- Instructions to follow: Across the data below, how many lines have the word "types" in them? Respond with the number alone.

━━ Material for this task ━━

use std::collections::HashMap;
use std::sync::atomic::{AtomicU64, Ordering};
use std::sync::Arc;
use std::time::Duration;

use async_trait::async_trait;
use futures::future::join_all;
use tokio::sync::{watch, Mutex};
use tokio::task::JoinHandle;

use crate::error::ClientError;
use crate::feed::cursor::SequenceCursor;
use crate::feed::poller::{FeedPoller, FeedQuery, Partition};
use crate::feed::{FeedEntry, FeedPage};
use crate::types::SequenceNumber;

/// What an [`EntryHandler`] decided about one feed entry.
#[derive(Debug, Clone, Copy, PartialEq, Eq)]
pub enum EntryOutcome {
    /// The entry was handled; the cursor advances past it.
    Processed,
    /// The entry was not handled; the cursor stays put so the entry is
    /// redelivered on a later replay, and consumption continues with the
    /// next entry.
    RetryRequested,
}

/// Caller-supplied per-entry callback.
///
/// Delivery is at-least-once: a crash between handling and cursor
/// advancement redelivers the entry, so handlers must be idempotent.
/// Returning an error fail-stops the drain (and, inside a subscription,
/// terminates that subscription).
#[async_trait]
pub trait EntryHandler: Send + Sync {
    async fn handle(
        &self,
        entry: &FeedEntry,
    ) -> Result<EntryOutcome, Box<dyn std::error::Error + Send + Sync>>;
}

/// Tunables for a [`FeedConsumer`].
#[derive(Debug, Clone)]
pub struct ConsumerOptions {
    /// Keep polling while pages report more entries, without waiting.
    pub eager_fetching: bool,
    /// Pause between subscription cycles, measured from the end of one drain
    /// to the start of the next.
    pub poll_delay: Duration,
    pub limit: Option<usize>,
    pub wait: Option<Duration>,
    pub partition: Option<Partition>,
    pub types: Vec<String>,
}

impl Default for ConsumerOptions {
    fn default() -> Self {
        Self {
            eager_fetching: true,
            poll_delay: Duration::from_secs(2),
            limit: None,
            wait: None,
            partition: None,
            types: Vec::new(),
        }
    }
}

/// Identifies one subscription within its [`FeedConsumer`].
#[derive(Debug, Clone, Copy, PartialEq, Eq, Hash)]
pub struct SubscriptionId(u64);

/// A running subscription: its shutdown signal and the polling task.
struct Subscription {
    stop: watch::Sender<bool>,
    task: JoinHandle<()>,
}

impl Subscription {
    /// Signals the task to stop and waits for it to finish. An in-flight
    /// poll runs to completion first; no callbacks fire after this returns.
    async fn stop(self) {
        let _ = self.stop.send(true);
        let _ = self.task.await;
    }
}

/// Drives a [`FeedPoller`] in a loop, delivering entries to a caller handler
/// and advancing the cursor after each successfully handled entry.
///
/// One-shot consumption goes through [`FeedConsumer::drain_all`]; continuous
/// consumption through [`FeedConsumer::subscribe`], which re-runs the drain
/// on a fixed delay until stopped. Each subscription runs on its own task,
/// so its handler invocations never overlap; distinct subscriptions are
/// independent of each other.
pub struct FeedConsumer {
    feed: String,
    poller: Arc<dyn FeedPoller>,
    cursor: Arc<dyn SequenceCursor>,
    options: Arc<ConsumerOptions>,
    next_subscription_id: AtomicU64,
    subscriptions: Mutex<HashMap<SubscriptionId, Subscription>>,
}

impl FeedConsumer {
    pub fn new(
        feed: impl Into<String>,
        poller: Arc<dyn FeedPoller>,
        cursor: Arc<dyn SequenceCursor>,
    ) -> Self {
        Self::with_options(feed, poller, cursor, ConsumerOptions::default())
    }

    pub fn with_options(
        feed: impl Into<String>,
        poller: Arc<dyn FeedPoller>,
        cursor: Arc<dyn SequenceCursor>,
        options: ConsumerOptions,
    ) -> Self {
        Self {
            feed: feed.into(),
            poller,
            cursor,
            options: Arc::new(options),
            next_subscription_id: AtomicU64::new(0),
            subscriptions: Mutex::new(HashMap::new()),
        }
    }

    pub fn feed(&self) -> &str {
        &self.feed
    }

    pub fn cursor(&self) -> &dyn SequenceCursor {
        self.cursor.as_ref()
    }

    /// One bounded fetch from `since`, without touching the cursor. Pacing
    /// and handling are the caller's.
    pub async fn drain_once(&self, since: SequenceNumber) -> Result<FeedPage, ClientError> {
        let query = build_query(&self.feed, &self.options, since)?;
        self.poller.poll(&query).await
    }

    /// Polls from `since` and hands every entry to `handler` in feed order,
    /// advancing the cursor past each processed entry. With eager fetching
    /// (the default), follow-up pages are fetched immediately while the store
    /// reports more; otherwise a single page is drained.
    ///
    /// Returns the position consumption stopped at, which is where the next
    /// drain should resume. The cursor can trail this position when a
    /// handler requested a retry for some entry.
    pub async fn drain_all(
        &self,
        since: SequenceNumber,
        handler: &dyn EntryHandler,
    ) -> Result<SequenceNumber, ClientError> {
        drain(
            &self.feed,
            self.poller.as_ref(),
            self.cursor.as_ref(),
            &self.options,
            since,
            handler,
        )
        .await
    }

    /// Schedules [`FeedConsumer::drain_all`] to re-run on a fixed delay,
    /// starting at `since`, until the subscription is stopped or a drain
    /// fails. Cycles never overlap.
    ///
    /// A failed drain terminates the subscription rather than carrying on
    /// against a possibly inconsistent position.
    pub async fn subscribe(
        &self,
        since: SequenceNumber,
        handler: Arc<dyn EntryHandler>,
    ) -> Result<SubscriptionId, ClientError> {
        // Surface bad query options here instead of inside the task.
        build_query(&self.feed, &self.options, since)?;

        let (stop_tx, mut stop_rx) = watch::channel(false);
        let feed = self.feed.clone();
        let poller = Arc::clone(&self.poller);
        let cursor = Arc::clone(&self.cursor);
        let options = Arc::clone(&self.options);

        let task = tokio::spawn(async move {
            let mut position = since;
            loop {
                let drained = drain(
                    &feed,
                    poller.as_ref(),
                    cursor.as_ref(),
                    &options,
                    position,
                    handler.as_ref(),
                )
                .await;

                match drained {
                    Ok(next) => position = next,
                    Err(error) => {
                        tracing::error!(feed = %feed, error = %error, "subscription failed, stopping");
                        break;
                    }
                }

                tokio::select! {
                    _ = stop_rx.changed() => break,
                    _ = tokio::time::sleep(options.poll_delay) => {}
                }
            }
        });

        let id = SubscriptionId(self.next_subscription_id.fetch_add(1, Ordering::Relaxed));
        self.subscriptions
            .lock()
            .await
            .insert(id, Subscription { stop: stop_tx, task });
        tracing::info!(feed = %self.feed, subscription = id.0, since, "subscription started");
        Ok(id)
    }

    /// Stops one subscription. Returns `false` when the id is unknown, which
    /// includes subscriptions already stopped through [`FeedConsumer::close`].
    pub async fn stop(&self, id: SubscriptionId) -> bool {
        let subscription = self.subscriptions.lock().await.remove(&id);
        match subscription {
            Some(subscription) => {
                subscription.stop().await;
                tracing::info!(feed = %self.feed, subscription = id.0, "subscription stopped");
                true
            }
            None => false,
        }
    }

    /// Stops every subscription, letting in-flight polls finish. After this
    /// returns no further handler callbacks fire.
    pub async fn close(&self) {
        let subscriptions: Vec<Subscription> = {
            let mut guard = self.subscriptions.lock().await;
            guard.drain().map(|(_, subscription)| subscription).collect()
        };
        let stopped = subscriptions.len();
        join_all(subscriptions.into_iter().map(Subscription::stop)).await;
        if stopped > 0 {
            tracing::info!(feed = %self.feed, subscriptions = stopped, "consumer closed");
        }
    }
}

fn build_query(
    feed: &str,
    options: &ConsumerOptions,
    since: SequenceNumber,
) -> Result<FeedQuery, ClientError> {
    let mut query = FeedQuery::new(feed, since)?;
    if let Some(limit) = options.limit {
        query = query.limit(limit);
    }
    if let Some(wait) = options.wait {
        query = query.wait(wait)?;
    }
    if let Some(partition) = options.partition {
        query = query.partition(partition);
    }
    if !options.types.is_empty() {
        query = query.types(options.types.clone())?;
    }
    Ok(query)
}

async fn drain(
    feed: &str,
    poller: &dyn FeedPoller,
    cursor: &dyn SequenceCursor,
    options: &ConsumerOptions,
    since: SequenceNumber,
    handler: &dyn EntryHandler,
) -> Result<SequenceNumber, ClientError> {
    let query = build_query(feed, options, since)?;
    let mut position = since;
    loop {
        let page = poller.poll(&query.at(position)).await?;
        tracing::debug!(
            feed = %feed,
            entries = page.entries.len(),
            has_more = page.has_more,
            current_sequence_number = page.current_sequence_number,
            "feed page fetched"
        );

        for entry in &page.entries {
            match handler.handle(entry).await.map_err(ClientError::Handler)? {
                EntryOutcome::Processed => cursor.advance(entry.sequence_number)?,
                EntryOutcome::RetryRequested => {
                    tracing::debug!(
                        feed = %feed,
                        sequence_number = entry.sequence_number,
                        "handler requested retry, cursor not advanced"
                    );
                }
            }
        }

        // A page that does not move the position cannot be followed up
        // without polling the same window again.
        let next = page.current_sequence_number.max(position);
        if !options.eager_fetching || !page.has_more || next == position {
            return Ok(next);
        }
        position = next;
    }
}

━━━

- Answer for this exercise: 5